Segment Start: EXERCISE INPUT

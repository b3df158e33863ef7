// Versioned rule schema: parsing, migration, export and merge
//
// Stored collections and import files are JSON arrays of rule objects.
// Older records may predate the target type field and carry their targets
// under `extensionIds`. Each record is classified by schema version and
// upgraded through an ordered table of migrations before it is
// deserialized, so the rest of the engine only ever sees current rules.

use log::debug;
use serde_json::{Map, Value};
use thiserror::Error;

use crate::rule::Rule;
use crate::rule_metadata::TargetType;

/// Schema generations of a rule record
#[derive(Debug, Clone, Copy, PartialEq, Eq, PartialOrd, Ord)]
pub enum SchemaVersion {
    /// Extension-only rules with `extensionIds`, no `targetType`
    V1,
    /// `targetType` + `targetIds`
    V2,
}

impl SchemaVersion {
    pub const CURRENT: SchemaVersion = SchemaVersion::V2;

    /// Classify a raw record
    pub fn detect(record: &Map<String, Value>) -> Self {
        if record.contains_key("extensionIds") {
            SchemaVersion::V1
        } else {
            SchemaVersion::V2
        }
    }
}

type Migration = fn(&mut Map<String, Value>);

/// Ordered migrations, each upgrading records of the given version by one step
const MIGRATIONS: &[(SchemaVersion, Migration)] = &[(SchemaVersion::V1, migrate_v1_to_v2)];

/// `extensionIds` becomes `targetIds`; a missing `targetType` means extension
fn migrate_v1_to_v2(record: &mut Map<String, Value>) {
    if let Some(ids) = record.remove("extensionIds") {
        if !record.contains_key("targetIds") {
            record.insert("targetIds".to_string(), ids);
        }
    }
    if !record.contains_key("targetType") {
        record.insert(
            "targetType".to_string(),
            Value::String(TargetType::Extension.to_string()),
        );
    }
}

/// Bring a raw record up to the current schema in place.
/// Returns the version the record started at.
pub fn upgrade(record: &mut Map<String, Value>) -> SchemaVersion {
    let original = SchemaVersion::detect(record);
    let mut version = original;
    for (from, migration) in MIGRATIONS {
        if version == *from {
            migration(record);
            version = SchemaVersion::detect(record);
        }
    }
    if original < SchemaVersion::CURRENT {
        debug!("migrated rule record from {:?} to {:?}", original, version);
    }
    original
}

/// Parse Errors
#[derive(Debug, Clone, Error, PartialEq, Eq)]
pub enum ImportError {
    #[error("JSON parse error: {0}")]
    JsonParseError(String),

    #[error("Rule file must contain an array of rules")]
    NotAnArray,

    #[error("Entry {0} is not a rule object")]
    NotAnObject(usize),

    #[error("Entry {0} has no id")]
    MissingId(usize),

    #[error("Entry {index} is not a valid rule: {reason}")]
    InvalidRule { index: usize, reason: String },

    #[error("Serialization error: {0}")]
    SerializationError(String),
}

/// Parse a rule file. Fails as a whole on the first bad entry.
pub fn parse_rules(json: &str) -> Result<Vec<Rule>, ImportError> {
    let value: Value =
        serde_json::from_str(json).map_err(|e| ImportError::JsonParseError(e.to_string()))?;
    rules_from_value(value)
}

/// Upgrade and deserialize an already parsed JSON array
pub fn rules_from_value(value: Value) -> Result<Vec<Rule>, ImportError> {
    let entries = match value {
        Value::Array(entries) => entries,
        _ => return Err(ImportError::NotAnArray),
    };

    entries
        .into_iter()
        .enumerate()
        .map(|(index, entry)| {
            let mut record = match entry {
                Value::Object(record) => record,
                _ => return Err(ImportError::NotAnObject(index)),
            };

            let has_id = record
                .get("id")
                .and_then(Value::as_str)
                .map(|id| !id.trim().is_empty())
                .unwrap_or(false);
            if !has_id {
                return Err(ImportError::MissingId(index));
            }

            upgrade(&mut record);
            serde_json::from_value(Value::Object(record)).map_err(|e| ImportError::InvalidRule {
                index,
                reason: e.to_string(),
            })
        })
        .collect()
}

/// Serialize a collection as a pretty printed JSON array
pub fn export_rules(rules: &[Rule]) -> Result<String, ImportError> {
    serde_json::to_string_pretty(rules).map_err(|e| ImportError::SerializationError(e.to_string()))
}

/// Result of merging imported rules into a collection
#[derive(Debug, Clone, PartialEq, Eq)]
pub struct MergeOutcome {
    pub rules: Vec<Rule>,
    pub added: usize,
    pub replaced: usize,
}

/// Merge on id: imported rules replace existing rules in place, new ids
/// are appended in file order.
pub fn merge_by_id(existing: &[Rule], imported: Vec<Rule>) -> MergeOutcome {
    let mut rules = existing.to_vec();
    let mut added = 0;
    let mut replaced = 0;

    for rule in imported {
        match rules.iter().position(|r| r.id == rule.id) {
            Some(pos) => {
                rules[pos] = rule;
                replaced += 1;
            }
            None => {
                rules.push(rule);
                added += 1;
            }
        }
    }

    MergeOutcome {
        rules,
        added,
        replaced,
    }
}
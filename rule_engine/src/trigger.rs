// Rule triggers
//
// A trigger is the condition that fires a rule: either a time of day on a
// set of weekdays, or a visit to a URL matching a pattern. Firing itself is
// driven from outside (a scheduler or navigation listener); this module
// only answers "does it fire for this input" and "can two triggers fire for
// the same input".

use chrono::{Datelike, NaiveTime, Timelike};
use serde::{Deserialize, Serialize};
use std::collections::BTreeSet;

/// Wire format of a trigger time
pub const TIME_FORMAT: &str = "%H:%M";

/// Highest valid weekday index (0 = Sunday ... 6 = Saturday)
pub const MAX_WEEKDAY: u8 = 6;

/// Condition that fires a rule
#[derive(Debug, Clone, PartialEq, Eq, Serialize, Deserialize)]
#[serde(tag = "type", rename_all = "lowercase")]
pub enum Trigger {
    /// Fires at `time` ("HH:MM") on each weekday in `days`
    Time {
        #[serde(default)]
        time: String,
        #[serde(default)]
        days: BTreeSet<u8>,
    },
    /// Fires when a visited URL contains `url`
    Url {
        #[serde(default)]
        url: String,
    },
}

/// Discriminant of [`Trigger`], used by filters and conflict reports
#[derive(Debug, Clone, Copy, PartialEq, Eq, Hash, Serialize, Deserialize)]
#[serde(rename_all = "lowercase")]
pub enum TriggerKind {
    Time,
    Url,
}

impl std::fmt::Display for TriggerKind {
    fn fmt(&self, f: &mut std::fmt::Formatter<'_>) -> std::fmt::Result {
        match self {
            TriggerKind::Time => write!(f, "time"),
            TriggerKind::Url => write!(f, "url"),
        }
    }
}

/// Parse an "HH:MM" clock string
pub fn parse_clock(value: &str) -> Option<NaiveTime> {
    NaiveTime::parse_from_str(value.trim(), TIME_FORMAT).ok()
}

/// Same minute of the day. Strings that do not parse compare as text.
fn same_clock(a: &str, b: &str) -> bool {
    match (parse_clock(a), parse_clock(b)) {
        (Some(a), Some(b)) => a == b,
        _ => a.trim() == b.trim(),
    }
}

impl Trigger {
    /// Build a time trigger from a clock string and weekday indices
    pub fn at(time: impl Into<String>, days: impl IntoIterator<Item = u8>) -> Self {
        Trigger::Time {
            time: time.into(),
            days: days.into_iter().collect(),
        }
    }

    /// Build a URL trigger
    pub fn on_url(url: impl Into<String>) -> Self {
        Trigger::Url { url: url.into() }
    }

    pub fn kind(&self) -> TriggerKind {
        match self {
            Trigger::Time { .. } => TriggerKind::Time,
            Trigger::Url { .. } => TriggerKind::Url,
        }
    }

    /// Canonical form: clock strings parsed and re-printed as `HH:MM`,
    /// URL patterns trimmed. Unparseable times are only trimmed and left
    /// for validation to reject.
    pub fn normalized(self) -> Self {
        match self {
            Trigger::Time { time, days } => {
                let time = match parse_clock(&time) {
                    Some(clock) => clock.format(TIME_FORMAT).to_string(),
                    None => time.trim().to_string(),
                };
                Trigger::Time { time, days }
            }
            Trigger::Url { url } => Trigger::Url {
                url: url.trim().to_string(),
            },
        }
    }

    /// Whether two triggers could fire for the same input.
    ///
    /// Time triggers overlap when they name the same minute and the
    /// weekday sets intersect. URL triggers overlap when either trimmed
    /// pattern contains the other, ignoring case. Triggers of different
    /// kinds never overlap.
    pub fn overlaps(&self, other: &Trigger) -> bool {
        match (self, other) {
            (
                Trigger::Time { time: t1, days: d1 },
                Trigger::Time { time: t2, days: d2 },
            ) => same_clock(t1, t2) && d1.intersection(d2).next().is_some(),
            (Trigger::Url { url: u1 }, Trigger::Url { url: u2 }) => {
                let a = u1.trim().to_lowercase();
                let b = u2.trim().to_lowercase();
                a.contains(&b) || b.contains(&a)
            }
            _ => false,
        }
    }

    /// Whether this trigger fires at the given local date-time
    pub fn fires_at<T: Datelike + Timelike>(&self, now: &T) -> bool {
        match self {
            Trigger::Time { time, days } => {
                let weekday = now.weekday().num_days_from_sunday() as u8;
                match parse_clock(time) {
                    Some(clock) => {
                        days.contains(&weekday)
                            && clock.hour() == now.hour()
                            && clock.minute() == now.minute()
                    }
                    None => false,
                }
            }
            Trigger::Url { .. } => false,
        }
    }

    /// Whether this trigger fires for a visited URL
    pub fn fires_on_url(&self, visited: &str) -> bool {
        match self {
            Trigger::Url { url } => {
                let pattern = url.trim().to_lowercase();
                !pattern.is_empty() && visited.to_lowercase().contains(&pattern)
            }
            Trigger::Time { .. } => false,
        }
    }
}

Segment End: EXERCISE INPUT

* [EXERCISE INSTRUCTIONS] What is the number of lines in the listing that include "JsonParseError"? Answer with that number only.

* [FINISHED EXERCISE] 2